Faculty of Medicine, University of Ottawa, Ottawa, Ontario, Canada.
Faculty of Medicine, University of Ottawa, Ottawa, Ontario, Canada; Clinical Epidemiology and Regenerative Medicine Programs, Ottawa Hospital Research Institute, Ottawa, Ontario, Canada; Department of Medicine, The Ottawa Hospital, Ottawa, Ontario, Canada.
Transfus Med Rev. 2020 Jul;34(3):165-171. doi: 10.1016/j.tmrv.2020.06.001. Epub 2020 Jun 27.

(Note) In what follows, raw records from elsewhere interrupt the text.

use std::ffi::OsString;
use std::path::{Path, PathBuf};
use std::process::{Command, Stdio};

use tracing::{debug, info, warn};

use crate::catalog::Job;
use crate::error::{ConfigError, StageError};
use crate::stages::frames::{existing_frames, staging_dir, FrameSet, FRAME_PATTERN};
use crate::stages::FrameExtractor;

/// Lines of ffmpeg stderr kept on failure.
const STDERR_TAIL_LINES: usize = 20;
const STDERR_TAIL_CHARS: usize = 2000;

#[derive(Debug, Clone)]
pub struct ExtractionSettings {
    pub ffmpeg_path: PathBuf,
    /// Frames per second of video.
    pub sampling_rate: f64,
    pub hardware_acceleration: bool,
    pub hwaccel_method: String,
}

impl Default for ExtractionSettings {
    fn default() -> Self {
        Self {
            ffmpeg_path: PathBuf::from("ffmpeg"),
            sampling_rate: 0.02,
            hardware_acceleration: false,
            hwaccel_method: "cuda".to_string(),
        }
    }
}

/// Samples frames by running an external `ffmpeg` process.
pub struct FfmpegExtractor {
    settings: ExtractionSettings,
}

impl FfmpegExtractor {
    pub fn new(settings: ExtractionSettings) -> Self {
        Self { settings }
    }

    fn build_args(&self, source: &Path, output_pattern: &Path) -> Vec<OsString> {
        let mut args: Vec<OsString> = vec![
            "-hide_banner".into(),
            "-loglevel".into(),
            "error".into(),
            "-nostdin".into(),
        ];

        if self.settings.hardware_acceleration {
            args.push("-hwaccel".into());
            args.push(self.settings.hwaccel_method.clone().into());
        }

        args.push("-i".into());
        args.push(source.as_os_str().to_os_string());
        args.push("-vf".into());
        args.push(format!("fps={}", self.settings.sampling_rate).into());
        args.push("-q:v".into());
        args.push("2".into());
        args.push(output_pattern.as_os_str().to_os_string());
        args
    }

    fn run_ffmpeg(&self, job: &Job, staging: &Path) -> Result<(), StageError> {
        let args = self.build_args(&job.source_path, &staging.join(FRAME_PATTERN));
        debug!("Running {} {:?}", self.settings.ffmpeg_path.display(), args);

        let output = Command::new(&self.settings.ffmpeg_path)
            .args(&args)
            .stdin(Stdio::null())
            .stdout(Stdio::null())
            .stderr(Stdio::piped())
            .output()
            .map_err(|e| StageError::ExtractionFailed {
                exit_code: None,
                stderr_tail: format!(
                    "failed to run {}: {}",
                    self.settings.ffmpeg_path.display(),
                    e
                ),
            })?;

        if !output.status.success() {
            return Err(StageError::ExtractionFailed {
                exit_code: output.status.code(),
                stderr_tail: stderr_tail(&String::from_utf8_lossy(&output.stderr)),
            });
        }

        Ok(())
    }
}

impl FrameExtractor for FfmpegExtractor {
    fn extract(&self, job: &Job) -> Result<FrameSet, StageError> {
        if let Some(frames) = existing_frames(&job.frame_dir) {
            info!(
                "Frames already exist for {} ({} frames)",
                job.file_name,
                frames.len()
            );
            return Ok(frames);
        }

        // Anything left here is empty or ill-ordered and gets re-extracted.
        remove_dir_if_present(&job.frame_dir).map_err(|e| StageError::ExtractionFailed {
            exit_code: None,
            stderr_tail: format!("failed to clear stale frames: {}", e),
        })?;

        let staging = staging_dir(&job.frame_dir);
        remove_dir_if_present(&staging)
            .and_then(|_| std::fs::create_dir_all(&staging))
            .map_err(|e| StageError::ExtractionFailed {
                exit_code: None,
                stderr_tail: format!("failed to prepare {}: {}", staging.display(), e),
            })?;

        info!("Extracting frames for {}", job.file_name);

        let published = self
            .run_ffmpeg(job, &staging)
            .and_then(|_| publish_frames(&staging, &job.frame_dir));

        match published {
            Ok(frames) => {
                info!(
                    "Frame extraction complete for {} ({} frames)",
                    job.file_name,
                    frames.len()
                );
                Ok(frames)
            }
            Err(e) => {
                if let Err(cleanup) = remove_dir_if_present(&staging) {
                    warn!(
                        "Failed to remove staging directory {}: {}",
                        staging.display(),
                        cleanup
                    );
                }
                Err(e)
            }
        }
    }
}

/// Validates the staged frames and moves them into place in one rename, so
/// `frame_dir` only ever holds a complete set.
fn publish_frames(staging: &Path, frame_dir: &Path) -> Result<FrameSet, StageError> {
    let staged = FrameSet::collect(staging)?;
    if staged.is_empty() {
        return Err(StageError::ExtractionFailed {
            exit_code: Some(0),
            stderr_tail: "ffmpeg produced no frames".to_string(),
        });
    }

    std::fs::rename(staging, frame_dir).map_err(|e| StageError::ExtractionFailed {
        exit_code: Some(0),
        stderr_tail: format!("failed to publish frames to {}: {}", frame_dir.display(), e),
    })?;

    FrameSet::collect(frame_dir)
}

fn remove_dir_if_present(dir: &Path) -> std::io::Result<()> {
    match std::fs::remove_dir_all(dir) {
        Err(e) if e.kind() == std::io::ErrorKind::NotFound => Ok(()),
        other => other,
    }
}

fn stderr_tail(stderr: &str) -> String {
    let lines: Vec<&str> = stderr.lines().filter(|l| !l.trim().is_empty()).collect();
    let start = lines.len().saturating_sub(STDERR_TAIL_LINES);
    let tail = lines[start..].join("\n");

    let count = tail.chars().count();
    if count > STDERR_TAIL_CHARS {
        tail.chars().skip(count - STDERR_TAIL_CHARS).collect()
    } else {
        tail
    }
}

/// Resolves the ffmpeg binary, failing early when it is not installed.
pub fn check_ffmpeg(ffmpeg_path: &Path) -> Result<PathBuf, ConfigError> {
    which::which(ffmpeg_path).map_err(|e| ConfigError::ToolMissing {
        tool: ffmpeg_path.display().to_string(),
        reason: e.to_string(),
    })
}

The urgent need for safe and effective treatments for COVID-19 has fueled the launch of many parallel complex studies of cellular therapies with small to modest enrolment projections. By pooling data from multiple studies that are similar, we can increase the ability to achieve sufficient power to determine effectiveness more quickly through meta-analysis. A scoping review of registered clinical trials using cell-based interventions for COVID-19 was conducted to identify candidate studies for meta-analysis that could support an accelerated regulatory review. ClinicalTrials.gov and WHO International Clinical Trials Registry Platform were searched April 23, 2020. Trials were included if they utilized cell or cell-derived products to treat or prevent COVID-19. Fifty-four registered cellular therapy trials were identified and included for analysis. Studies of mesenchymal stromal cells (MSCs; 41 studies; 1129 subjects projected to receive cells) and natural killer (NK) cells (5 studies; 135 projected to received cells) were observed most commonly. A subset of studies are controlled (34 studies, or 63%), including 27 studies of MSCs and 3 of NK cells. While heterogeneity in study design exists, the cumulative projected enrolment of patients from similar studies appears sufficient to allow the detection of meaningful differences in clinically important outcomes such as mortality, admission to intensive care and need for mechanical ventilation by September 2020-sooner than any individual study could determine effectiveness. MSCs are the predominant cell type in registered trials for severe or critical COVID-19 and represent the most promising candidates for future meta-analysis. Sufficient pooled sample size to detect clinically important reductions in multiple outcomes, including mortality, is anticipated by September 2020, but may require accessing supplementary data to align outcome reporting. Regulatory approval, funding and implementation by cell manufacturing partners will be accelerated by our framework for rapid meta-analysis.
迫切需要安全有效的 COVID-19 治疗方法,这促使许多细胞疗法的平行复杂研究迅速开展,这些研究的入组人数预计较少或适中。通过汇总多个类似研究的数据,我们可以通过荟萃分析提高快速确定疗效的能力。我们对基于细胞的 COVID-19 干预措施的注册临床试验进行了范围界定综述,以确定有资格进行荟萃分析的候选研究,这些研究可以支持加速监管审查。于 2020 年 4 月 23 日在 ClinicalTrials.gov 和世界卫生组织国际临床试验注册平台上进行了检索。如果试验使用细胞或细胞衍生产品来治疗或预防 COVID-19,则将其纳入。确定并纳入了 54 项注册的细胞治疗试验进行分析。观察到最常见的是间充质基质细胞(MSCs;41 项研究;预计有 1129 名受试者接受细胞治疗)和自然杀伤(NK)细胞(5 项研究;预计有 135 名受试者接受细胞治疗)的研究。一部分研究是对照研究(34 项研究,占 63%),包括 27 项 MSCs 研究和 3 项 NK 细胞研究。尽管研究设计存在异质性,但来自类似研究的累积预计入组患者人数足以允许在临床上重要的结局(如死亡率、入住重症监护病房和需要机械通气)方面检测到有意义的差异,这比任何单个研究都能确定疗效的时间要早。在严重或危急 COVID-19 的注册试验中,MSCs 是最主要的细胞类型,是未来荟萃分析最有前途的候选者。预计到 2020 年 9 月,将有足够的汇总样本量来检测多个结局(包括死亡率)的临床显著降低,但可能需要访问补充数据以对齐结局报告。通过我们的快速荟萃分析框架,细胞制造合作伙伴的监管批准、资金和实施将得到加速。